Real-time qPCR–based confirmation of GDF-15–induced gene expression in human TM cells. An RT-qPCR–based approach was undertaken to independently validate the data obtained from cDNA microarray analyses of the effects of GDF-15 on gene expression in TM cells. A portion of the RNA submitted for cDNA microarray analysis was reverse transcribed and used for the RT-qPCR experiment along with another biologic replicate of TM cells derived from a 71-year-old donor. The selected genes were categorized based on their Gene Ontology terms and clustered into three different groups namely; (A) Cytoskeletal organization (NCK1, ARHGEF2, SORBS2, and TJAP1), (B) Cell adhesion (DSC2, ITGB6, PARVG, IL1RL1, and LAYN), and (C) ECM-related genes (FNDC3B, PRG4, ATX, SPOCK3, and VCAN).
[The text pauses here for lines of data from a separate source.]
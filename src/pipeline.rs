use serde::Serialize;
use tracing::{info, info_span, warn};

use crate::error::Result;
use crate::filter::{self, FilterRequest, Filters};
use crate::insights;
use crate::loader::{self, RawTable, Source};
use crate::metrics;
use crate::models::{ChannelMetrics, Dataset, FunnelStep, Insights, KpiSet, TrendPoint};
use crate::validate;

#[derive(Debug, Clone, Copy, PartialEq, Eq, Serialize)]
#[serde(rename_all = "snake_case")]
pub enum PipelineWarning {
    EmptyFilterResult,
}

impl std::fmt::Display for PipelineWarning {
    fn fmt(&self, f: &mut std::fmt::Formatter<'_>) -> std::fmt::Result {
        match self {
            PipelineWarning::EmptyFilterResult => {
                f.write_str("no rows match the selected date range and channels")
            }
        }
    }
}

/// Everything the presentation layer renders for one selection.
#[derive(Debug, Clone, PartialEq, Serialize)]
pub struct Dashboard {
    pub filters: Option<Filters>,
    pub row_count: usize,
    pub kpis: KpiSet,
    pub funnel: Vec<FunnelStep>,
    pub trend: Vec<TrendPoint>,
    pub channels: Vec<ChannelMetrics>,
    pub insights: Insights,
    pub warnings: Vec<PipelineWarning>,
}

/// Loads a source and validates it into typed records.
pub fn prepare(source: &Source) -> Result<Dataset> {
    match source {
        Source::Sample => prepare_table(loader::load_sample()?),
        Source::File(path) => prepare_table(&loader::load_path(path)?),
    }
}

pub fn prepare_table(table: &RawTable) -> Result<Dataset> {
    let dataset = validate::validate(table)?;
    info!(rows = dataset.len(), "dataset validated");
    Ok(dataset)
}

/// Recomputes the full dashboard from scratch for one filter selection.
pub fn run(dataset: &Dataset, request: &FilterRequest) -> Dashboard {
    let span = info_span!("pipeline", rows = dataset.len());
    let _guard = span.enter();

    let filters = request.resolve(dataset);
    let filtered = match &filters {
        Some(f) => filter::apply(dataset, f),
        None => Dataset::default(),
    };
    info!(rows = filtered.len(), "rows after filter");

    let mut warnings = Vec::new();
    if filtered.is_empty() {
        warn!("filter selection matched no rows");
        warnings.push(PipelineWarning::EmptyFilterResult);
    }

    let funnel = metrics::funnel(&filtered);
    let channels = metrics::channel_performance(&filtered);
    let insights = insights::generate(&channels, &funnel);

    Dashboard {
        filters,
        row_count: filtered.len(),
        kpis: metrics::kpis(&filtered),
        funnel: funnel.to_vec(),
        trend: metrics::trend(&filtered),
        channels,
        insights,
        warnings,
    }
}
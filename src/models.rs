use std::collections::BTreeSet;
use std::fmt;

use chrono::NaiveDate;
use serde::Serialize;

#[derive(Debug, Clone, PartialEq, Serialize)]
pub struct Record {
    pub date: NaiveDate,
    pub channel: String,
    pub visits: u64,
    pub signup: u64,
    pub add_to_cart: u64,
    pub checkout: u64,
    pub purchase: u64,
    pub spend: f64,
    pub revenue: f64,
}

#[derive(Debug, Clone, Default, PartialEq)]
pub struct Dataset {
    pub records: Vec<Record>,
}

impl Dataset {
    pub fn new(records: Vec<Record>) -> Self {
        Self { records }
    }

    pub fn len(&self) -> usize {
        self.records.len()
    }

    pub fn is_empty(&self) -> bool {
        self.records.is_empty()
    }

    pub fn date_range(&self) -> Option<(NaiveDate, NaiveDate)> {
        let first = self.records.first()?.date;
        Some(self.records.iter().fold((first, first), |(lo, hi), r| {
            (lo.min(r.date), hi.max(r.date))
        }))
    }

    pub fn channels(&self) -> BTreeSet<String> {
        self.records.iter().map(|r| r.channel.clone()).collect()
    }
}

#[derive(Debug, Clone, Copy, PartialEq, Eq, PartialOrd, Ord, Hash, Serialize)]
#[serde(rename_all = "snake_case")]
pub enum Stage {
    Visits,
    Signup,
    AddToCart,
    Checkout,
    Purchase,
}

impl Stage {
    pub const ALL: [Stage; 5] = [
        Stage::Visits,
        Stage::Signup,
        Stage::AddToCart,
        Stage::Checkout,
        Stage::Purchase,
    ];

    pub fn label(&self) -> &'static str {
        match self {
            Stage::Visits => "Visits",
            Stage::Signup => "Signup",
            Stage::AddToCart => "Add to Cart",
            Stage::Checkout => "Checkout",
            Stage::Purchase => "Purchase",
        }
    }

    pub fn next(&self) -> Option<Stage> {
        match self {
            Stage::Visits => Some(Stage::Signup),
            Stage::Signup => Some(Stage::AddToCart),
            Stage::AddToCart => Some(Stage::Checkout),
            Stage::Checkout => Some(Stage::Purchase),
            Stage::Purchase => None,
        }
    }

    pub fn count_in(&self, record: &Record) -> u64 {
        match self {
            Stage::Visits => record.visits,
            Stage::Signup => record.signup,
            Stage::AddToCart => record.add_to_cart,
            Stage::Checkout => record.checkout,
            Stage::Purchase => record.purchase,
        }
    }
}

impl fmt::Display for Stage {
    fn fmt(&self, f: &mut fmt::Formatter<'_>) -> fmt::Result {
        f.write_str(self.label())
    }
}

#[derive(Debug, Clone, PartialEq, Serialize)]
pub struct FunnelStep {
    pub stage: Stage,
    pub count: u64,
    pub dropoff_pct: Option<f64>,
}

#[derive(Debug, Clone, PartialEq, Serialize)]
pub struct KpiSet {
    pub spend: f64,
    pub revenue: f64,
    pub purchases: u64,
    pub visits: u64,
    pub roas: Option<f64>,
    pub cac: Option<f64>,
    pub cvr: Option<f64>,
}

#[derive(Debug, Clone, PartialEq, Serialize)]
pub struct TrendPoint {
    pub date: NaiveDate,
    pub spend: f64,
    pub revenue: f64,
    pub purchase: u64,
}

#[derive(Debug, Clone, PartialEq, Serialize)]
pub struct ChannelMetrics {
    pub channel: String,
    pub spend: f64,
    pub revenue: f64,
    pub purchase: u64,
    pub visits: u64,
    pub roas: Option<f64>,
    pub cac: Option<f64>,
    pub cvr: Option<f64>,
}

#[derive(Debug, Clone, PartialEq, Serialize)]
pub struct Insights {
    pub best_roas: String,
    pub worst_roas: String,
    pub biggest_drop: String,
    pub recommendation: String,
}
Real-time quantification of the expression of selected genes was normalized to the cycle values of GAPDH. Fold changes were calculated based on the values from triplicate analyses of two individual samples (n = 6, mean ± SEM). The selected genes showed a significant increase (in fold change) in expression upon GDF-15 treatment as compared to corresponding controls. *P ≤ 0.05; **P ≤ 0.01; ***P ≤ 0.001.